| Activity |
Give only the number of lines in these records that include "whose".

Material for this task START

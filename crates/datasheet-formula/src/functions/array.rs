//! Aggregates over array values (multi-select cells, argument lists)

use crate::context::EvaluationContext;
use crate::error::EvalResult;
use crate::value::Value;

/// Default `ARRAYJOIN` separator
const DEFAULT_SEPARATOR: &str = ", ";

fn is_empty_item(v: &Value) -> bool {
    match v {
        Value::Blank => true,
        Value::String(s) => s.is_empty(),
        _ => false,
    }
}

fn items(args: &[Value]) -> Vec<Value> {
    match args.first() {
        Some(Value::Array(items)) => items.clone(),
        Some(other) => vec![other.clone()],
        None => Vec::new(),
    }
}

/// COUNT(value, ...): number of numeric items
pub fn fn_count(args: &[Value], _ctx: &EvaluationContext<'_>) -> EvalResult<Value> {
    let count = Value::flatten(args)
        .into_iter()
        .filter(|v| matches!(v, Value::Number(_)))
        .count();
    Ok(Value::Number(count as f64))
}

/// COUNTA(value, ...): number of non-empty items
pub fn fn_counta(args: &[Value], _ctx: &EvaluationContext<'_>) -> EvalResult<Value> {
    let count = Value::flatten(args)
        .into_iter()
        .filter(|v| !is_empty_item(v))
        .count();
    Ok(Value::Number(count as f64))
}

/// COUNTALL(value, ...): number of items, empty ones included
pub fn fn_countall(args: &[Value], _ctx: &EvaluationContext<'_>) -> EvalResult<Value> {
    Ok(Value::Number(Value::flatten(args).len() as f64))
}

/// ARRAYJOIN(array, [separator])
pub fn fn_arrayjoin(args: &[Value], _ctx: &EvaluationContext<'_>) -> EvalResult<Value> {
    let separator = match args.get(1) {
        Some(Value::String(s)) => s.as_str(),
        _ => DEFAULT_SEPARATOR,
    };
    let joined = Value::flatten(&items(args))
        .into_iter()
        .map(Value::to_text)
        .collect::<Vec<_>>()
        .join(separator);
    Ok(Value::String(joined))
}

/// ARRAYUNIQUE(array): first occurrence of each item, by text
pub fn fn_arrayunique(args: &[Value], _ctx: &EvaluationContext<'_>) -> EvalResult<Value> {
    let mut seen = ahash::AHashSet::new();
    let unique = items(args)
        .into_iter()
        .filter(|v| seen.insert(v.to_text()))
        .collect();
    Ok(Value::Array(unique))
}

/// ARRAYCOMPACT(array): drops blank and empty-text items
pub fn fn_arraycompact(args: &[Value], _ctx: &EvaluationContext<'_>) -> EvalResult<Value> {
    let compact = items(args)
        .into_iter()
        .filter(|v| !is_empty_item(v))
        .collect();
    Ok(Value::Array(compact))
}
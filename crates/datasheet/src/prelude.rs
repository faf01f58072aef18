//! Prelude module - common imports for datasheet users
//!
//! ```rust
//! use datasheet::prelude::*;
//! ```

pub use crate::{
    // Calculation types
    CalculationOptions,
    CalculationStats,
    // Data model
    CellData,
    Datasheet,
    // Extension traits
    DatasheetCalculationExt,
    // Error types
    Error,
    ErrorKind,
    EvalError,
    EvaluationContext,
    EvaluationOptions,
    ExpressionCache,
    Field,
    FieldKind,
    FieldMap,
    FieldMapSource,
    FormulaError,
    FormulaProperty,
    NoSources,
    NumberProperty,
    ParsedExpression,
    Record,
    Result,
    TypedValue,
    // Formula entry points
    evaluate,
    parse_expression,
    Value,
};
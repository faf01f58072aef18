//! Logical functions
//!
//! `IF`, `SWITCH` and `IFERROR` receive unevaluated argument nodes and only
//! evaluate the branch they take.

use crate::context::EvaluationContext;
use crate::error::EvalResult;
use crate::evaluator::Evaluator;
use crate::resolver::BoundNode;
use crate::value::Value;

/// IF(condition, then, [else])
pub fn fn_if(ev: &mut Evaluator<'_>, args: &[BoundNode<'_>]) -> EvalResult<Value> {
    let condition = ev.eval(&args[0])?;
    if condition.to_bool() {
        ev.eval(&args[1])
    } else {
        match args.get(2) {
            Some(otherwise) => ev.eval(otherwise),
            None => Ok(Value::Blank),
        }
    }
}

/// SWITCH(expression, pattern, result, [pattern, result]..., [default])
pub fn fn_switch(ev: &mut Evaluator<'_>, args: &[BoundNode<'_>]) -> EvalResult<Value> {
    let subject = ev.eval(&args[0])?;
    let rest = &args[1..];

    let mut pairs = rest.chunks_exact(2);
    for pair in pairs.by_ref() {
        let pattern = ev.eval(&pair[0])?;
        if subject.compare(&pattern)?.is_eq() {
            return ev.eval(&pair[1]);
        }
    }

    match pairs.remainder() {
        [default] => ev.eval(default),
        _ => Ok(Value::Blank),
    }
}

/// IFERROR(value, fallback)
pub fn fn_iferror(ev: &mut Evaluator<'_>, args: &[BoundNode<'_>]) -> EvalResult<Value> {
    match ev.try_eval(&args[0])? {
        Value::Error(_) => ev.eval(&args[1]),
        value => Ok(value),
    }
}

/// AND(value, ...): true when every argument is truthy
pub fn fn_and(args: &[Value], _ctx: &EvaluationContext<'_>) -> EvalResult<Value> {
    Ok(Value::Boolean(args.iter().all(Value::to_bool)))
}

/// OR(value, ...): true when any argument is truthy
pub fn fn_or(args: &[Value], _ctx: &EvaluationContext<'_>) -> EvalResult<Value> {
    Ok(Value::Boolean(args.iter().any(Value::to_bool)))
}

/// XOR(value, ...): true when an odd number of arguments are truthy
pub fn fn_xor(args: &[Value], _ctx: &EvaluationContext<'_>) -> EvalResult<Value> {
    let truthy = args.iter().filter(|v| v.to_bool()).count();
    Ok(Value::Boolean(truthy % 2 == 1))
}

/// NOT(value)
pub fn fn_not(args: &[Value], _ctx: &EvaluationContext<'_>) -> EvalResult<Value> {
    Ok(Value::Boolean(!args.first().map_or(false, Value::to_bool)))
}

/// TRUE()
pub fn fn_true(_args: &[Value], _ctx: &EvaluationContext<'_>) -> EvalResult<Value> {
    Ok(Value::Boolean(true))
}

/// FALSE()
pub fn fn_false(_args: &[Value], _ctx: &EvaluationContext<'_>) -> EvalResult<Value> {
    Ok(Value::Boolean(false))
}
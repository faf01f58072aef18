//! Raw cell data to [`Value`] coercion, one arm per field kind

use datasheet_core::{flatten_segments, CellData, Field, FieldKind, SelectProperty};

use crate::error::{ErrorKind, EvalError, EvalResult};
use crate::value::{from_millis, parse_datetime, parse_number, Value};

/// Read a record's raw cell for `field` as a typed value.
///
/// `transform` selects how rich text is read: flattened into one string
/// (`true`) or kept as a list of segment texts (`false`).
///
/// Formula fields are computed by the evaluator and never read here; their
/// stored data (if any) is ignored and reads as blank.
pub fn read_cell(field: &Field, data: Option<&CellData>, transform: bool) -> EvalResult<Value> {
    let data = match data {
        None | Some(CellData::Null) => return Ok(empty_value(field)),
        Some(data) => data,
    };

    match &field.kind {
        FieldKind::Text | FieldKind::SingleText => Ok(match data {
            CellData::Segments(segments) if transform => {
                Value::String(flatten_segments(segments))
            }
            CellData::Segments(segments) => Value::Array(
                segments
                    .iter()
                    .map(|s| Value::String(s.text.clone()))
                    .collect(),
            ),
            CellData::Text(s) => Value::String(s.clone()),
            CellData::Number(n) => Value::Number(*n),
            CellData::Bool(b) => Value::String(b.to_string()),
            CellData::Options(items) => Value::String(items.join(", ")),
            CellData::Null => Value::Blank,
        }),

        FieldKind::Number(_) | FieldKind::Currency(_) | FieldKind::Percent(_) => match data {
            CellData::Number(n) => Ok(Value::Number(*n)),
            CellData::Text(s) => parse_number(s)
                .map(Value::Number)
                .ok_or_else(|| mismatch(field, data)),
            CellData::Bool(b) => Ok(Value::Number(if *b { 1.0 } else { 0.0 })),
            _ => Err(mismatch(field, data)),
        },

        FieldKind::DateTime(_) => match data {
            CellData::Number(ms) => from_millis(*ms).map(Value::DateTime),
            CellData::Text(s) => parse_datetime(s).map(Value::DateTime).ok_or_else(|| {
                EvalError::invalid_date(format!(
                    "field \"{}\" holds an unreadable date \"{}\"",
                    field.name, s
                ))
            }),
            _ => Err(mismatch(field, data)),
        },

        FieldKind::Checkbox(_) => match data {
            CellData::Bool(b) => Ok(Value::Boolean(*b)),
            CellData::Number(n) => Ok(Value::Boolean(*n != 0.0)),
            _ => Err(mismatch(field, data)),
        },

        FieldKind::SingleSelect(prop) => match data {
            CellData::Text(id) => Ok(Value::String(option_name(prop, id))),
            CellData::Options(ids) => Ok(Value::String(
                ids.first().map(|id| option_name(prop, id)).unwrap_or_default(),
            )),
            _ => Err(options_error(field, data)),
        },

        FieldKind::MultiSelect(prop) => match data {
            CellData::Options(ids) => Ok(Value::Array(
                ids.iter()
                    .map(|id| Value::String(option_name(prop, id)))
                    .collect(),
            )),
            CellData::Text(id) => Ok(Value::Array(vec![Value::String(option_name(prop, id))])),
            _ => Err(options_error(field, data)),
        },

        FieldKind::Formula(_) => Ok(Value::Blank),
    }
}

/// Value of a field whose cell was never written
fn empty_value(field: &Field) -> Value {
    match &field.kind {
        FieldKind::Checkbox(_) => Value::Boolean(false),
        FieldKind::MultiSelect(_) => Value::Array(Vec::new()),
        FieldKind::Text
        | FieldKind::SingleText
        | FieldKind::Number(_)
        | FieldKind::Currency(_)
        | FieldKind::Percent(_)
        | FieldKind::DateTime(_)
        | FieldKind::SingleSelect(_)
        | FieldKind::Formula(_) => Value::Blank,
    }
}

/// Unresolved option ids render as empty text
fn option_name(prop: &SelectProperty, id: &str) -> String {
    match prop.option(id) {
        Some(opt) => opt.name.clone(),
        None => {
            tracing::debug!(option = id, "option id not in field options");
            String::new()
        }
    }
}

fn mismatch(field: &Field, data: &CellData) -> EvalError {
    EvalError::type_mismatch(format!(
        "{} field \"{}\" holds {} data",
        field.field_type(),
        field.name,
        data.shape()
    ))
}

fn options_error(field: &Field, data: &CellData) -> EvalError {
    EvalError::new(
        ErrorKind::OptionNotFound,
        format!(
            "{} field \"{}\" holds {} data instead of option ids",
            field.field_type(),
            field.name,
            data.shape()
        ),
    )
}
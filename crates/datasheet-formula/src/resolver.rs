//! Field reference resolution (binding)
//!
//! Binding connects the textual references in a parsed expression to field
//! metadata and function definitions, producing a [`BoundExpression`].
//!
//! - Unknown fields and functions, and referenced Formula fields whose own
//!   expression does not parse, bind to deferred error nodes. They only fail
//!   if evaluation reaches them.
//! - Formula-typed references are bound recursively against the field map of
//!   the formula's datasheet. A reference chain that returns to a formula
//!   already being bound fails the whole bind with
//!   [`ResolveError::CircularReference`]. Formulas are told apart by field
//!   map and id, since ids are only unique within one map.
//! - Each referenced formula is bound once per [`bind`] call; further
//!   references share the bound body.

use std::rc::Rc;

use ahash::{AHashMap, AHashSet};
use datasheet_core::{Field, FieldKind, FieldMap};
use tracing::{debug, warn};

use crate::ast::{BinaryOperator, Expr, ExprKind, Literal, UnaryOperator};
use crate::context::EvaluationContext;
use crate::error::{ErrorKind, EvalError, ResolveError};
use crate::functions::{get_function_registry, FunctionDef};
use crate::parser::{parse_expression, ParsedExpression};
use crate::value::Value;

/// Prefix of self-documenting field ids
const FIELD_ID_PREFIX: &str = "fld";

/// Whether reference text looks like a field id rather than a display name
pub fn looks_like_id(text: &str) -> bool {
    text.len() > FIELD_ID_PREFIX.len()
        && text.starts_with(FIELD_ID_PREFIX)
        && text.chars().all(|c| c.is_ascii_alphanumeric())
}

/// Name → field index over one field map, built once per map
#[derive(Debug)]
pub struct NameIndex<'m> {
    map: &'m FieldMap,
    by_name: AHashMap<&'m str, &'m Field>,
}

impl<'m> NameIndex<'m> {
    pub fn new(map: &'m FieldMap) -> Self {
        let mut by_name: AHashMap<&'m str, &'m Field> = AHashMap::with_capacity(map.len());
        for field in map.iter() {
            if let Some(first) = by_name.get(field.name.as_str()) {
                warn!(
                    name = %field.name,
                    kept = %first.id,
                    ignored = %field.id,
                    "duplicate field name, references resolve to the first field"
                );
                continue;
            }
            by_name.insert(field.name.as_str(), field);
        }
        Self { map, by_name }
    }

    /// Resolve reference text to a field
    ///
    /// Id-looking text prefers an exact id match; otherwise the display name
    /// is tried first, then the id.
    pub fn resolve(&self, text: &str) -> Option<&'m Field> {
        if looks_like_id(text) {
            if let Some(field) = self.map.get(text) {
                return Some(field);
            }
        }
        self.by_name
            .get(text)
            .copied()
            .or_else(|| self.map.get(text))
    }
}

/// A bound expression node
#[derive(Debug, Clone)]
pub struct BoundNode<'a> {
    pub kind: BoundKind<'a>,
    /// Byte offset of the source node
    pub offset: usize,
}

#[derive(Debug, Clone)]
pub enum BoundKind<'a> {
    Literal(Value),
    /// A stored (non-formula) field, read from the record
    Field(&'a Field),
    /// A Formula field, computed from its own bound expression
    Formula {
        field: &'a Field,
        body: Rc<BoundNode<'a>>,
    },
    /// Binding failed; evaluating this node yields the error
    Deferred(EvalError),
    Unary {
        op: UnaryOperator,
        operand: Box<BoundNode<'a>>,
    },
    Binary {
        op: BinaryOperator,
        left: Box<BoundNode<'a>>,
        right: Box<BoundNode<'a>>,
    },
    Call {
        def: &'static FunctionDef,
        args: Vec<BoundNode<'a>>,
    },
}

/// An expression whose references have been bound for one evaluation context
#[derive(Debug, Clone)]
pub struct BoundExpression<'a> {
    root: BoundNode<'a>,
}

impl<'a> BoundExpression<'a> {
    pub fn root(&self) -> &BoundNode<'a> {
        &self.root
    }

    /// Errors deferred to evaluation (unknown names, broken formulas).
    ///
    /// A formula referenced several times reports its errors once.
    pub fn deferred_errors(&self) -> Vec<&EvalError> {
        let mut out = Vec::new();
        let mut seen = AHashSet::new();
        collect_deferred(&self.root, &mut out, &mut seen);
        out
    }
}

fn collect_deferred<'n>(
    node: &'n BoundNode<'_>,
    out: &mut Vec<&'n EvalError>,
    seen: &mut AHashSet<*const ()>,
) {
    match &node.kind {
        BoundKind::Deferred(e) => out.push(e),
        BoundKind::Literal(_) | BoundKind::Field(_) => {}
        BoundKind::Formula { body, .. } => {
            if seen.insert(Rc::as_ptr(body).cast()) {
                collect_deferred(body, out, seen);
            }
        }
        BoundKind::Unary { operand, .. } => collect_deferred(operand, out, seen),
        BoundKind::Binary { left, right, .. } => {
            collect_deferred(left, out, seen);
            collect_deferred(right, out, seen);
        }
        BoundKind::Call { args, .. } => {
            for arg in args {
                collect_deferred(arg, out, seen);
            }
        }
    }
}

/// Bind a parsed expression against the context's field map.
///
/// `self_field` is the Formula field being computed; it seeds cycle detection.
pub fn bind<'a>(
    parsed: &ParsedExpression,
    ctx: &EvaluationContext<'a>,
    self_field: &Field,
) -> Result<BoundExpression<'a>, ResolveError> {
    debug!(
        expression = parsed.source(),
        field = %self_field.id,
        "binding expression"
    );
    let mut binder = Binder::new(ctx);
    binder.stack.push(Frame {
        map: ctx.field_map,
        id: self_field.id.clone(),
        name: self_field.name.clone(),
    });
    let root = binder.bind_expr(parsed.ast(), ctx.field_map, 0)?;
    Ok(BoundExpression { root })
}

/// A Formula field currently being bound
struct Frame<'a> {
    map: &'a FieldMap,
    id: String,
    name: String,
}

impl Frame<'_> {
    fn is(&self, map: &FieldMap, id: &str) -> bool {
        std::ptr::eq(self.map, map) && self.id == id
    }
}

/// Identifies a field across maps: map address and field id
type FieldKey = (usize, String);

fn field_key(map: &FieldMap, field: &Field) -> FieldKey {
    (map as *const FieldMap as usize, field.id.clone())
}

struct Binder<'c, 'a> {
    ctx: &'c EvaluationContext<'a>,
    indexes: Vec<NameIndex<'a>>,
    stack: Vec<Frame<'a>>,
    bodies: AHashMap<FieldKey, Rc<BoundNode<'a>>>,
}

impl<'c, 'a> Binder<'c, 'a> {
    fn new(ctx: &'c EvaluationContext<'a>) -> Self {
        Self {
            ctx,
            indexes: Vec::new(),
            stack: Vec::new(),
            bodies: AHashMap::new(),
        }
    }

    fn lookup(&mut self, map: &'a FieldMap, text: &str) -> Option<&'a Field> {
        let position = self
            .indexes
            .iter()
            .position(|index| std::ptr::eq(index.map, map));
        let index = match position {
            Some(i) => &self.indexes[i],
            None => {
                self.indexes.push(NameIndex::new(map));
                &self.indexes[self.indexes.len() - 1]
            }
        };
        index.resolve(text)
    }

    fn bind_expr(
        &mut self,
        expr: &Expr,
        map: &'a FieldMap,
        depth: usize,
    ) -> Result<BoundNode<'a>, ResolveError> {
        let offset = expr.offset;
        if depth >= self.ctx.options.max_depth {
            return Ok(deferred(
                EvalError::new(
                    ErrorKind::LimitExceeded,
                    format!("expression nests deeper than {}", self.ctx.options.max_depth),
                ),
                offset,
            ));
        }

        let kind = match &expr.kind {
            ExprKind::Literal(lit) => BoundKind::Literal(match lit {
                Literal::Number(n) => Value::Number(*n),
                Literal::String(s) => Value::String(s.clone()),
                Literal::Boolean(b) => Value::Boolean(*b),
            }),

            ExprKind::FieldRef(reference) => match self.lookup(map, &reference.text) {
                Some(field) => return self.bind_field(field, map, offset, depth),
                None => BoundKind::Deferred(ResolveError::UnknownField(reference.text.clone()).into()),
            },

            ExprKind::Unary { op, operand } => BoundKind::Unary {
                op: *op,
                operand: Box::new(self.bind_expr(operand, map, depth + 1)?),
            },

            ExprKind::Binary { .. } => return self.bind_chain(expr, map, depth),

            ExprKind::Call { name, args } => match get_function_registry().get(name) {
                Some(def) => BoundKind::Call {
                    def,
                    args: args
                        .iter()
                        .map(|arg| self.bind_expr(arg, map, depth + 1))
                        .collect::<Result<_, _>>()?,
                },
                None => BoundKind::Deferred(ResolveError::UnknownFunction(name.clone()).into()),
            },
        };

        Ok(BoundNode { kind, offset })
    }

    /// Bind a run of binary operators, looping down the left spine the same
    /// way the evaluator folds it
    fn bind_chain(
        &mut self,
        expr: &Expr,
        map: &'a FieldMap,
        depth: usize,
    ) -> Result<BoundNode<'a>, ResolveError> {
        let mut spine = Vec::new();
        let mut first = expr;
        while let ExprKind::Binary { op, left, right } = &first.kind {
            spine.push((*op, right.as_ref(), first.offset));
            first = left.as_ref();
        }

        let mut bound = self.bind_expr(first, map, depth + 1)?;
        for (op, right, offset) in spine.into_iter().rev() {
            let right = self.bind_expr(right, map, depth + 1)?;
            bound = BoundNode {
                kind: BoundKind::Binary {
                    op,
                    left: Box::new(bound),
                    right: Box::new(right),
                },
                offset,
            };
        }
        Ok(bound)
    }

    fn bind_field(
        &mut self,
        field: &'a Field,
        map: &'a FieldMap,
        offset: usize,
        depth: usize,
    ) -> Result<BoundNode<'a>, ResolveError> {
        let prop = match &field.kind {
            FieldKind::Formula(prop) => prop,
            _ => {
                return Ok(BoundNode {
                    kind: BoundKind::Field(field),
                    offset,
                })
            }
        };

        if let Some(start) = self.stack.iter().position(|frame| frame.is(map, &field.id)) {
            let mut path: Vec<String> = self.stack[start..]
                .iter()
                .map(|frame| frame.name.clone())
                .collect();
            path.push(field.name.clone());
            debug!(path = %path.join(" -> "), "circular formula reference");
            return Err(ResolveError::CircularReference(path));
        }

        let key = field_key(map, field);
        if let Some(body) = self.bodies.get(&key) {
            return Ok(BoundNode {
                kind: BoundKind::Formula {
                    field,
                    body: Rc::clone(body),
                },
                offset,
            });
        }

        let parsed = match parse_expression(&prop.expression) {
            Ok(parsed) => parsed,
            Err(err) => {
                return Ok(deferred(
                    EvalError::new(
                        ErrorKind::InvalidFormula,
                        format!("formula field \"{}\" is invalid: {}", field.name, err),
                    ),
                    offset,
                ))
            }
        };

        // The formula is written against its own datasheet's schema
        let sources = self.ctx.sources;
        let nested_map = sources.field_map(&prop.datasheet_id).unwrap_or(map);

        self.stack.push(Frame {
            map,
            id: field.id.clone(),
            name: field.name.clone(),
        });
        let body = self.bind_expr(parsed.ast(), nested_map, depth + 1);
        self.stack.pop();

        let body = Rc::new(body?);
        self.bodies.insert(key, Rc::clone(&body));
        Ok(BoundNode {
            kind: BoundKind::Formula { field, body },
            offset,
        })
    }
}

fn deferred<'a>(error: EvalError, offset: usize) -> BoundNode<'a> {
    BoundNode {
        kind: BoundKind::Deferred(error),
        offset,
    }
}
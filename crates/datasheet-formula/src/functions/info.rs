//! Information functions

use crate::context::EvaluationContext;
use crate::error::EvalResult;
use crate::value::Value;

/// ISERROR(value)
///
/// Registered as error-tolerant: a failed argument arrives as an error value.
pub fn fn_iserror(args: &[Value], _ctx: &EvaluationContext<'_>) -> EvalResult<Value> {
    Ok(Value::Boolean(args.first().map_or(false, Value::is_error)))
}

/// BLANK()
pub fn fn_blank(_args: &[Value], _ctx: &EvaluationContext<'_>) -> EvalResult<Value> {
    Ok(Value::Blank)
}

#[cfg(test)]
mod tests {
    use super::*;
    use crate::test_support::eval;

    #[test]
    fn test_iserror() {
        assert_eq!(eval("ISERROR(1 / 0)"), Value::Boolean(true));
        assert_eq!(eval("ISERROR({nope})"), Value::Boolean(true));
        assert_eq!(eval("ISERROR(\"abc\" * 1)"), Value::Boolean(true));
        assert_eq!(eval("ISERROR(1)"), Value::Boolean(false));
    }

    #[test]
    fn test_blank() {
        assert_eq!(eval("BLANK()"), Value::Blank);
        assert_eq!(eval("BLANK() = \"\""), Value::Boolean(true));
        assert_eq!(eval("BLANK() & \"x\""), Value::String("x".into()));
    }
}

Material for this task END

| Problem solution |
3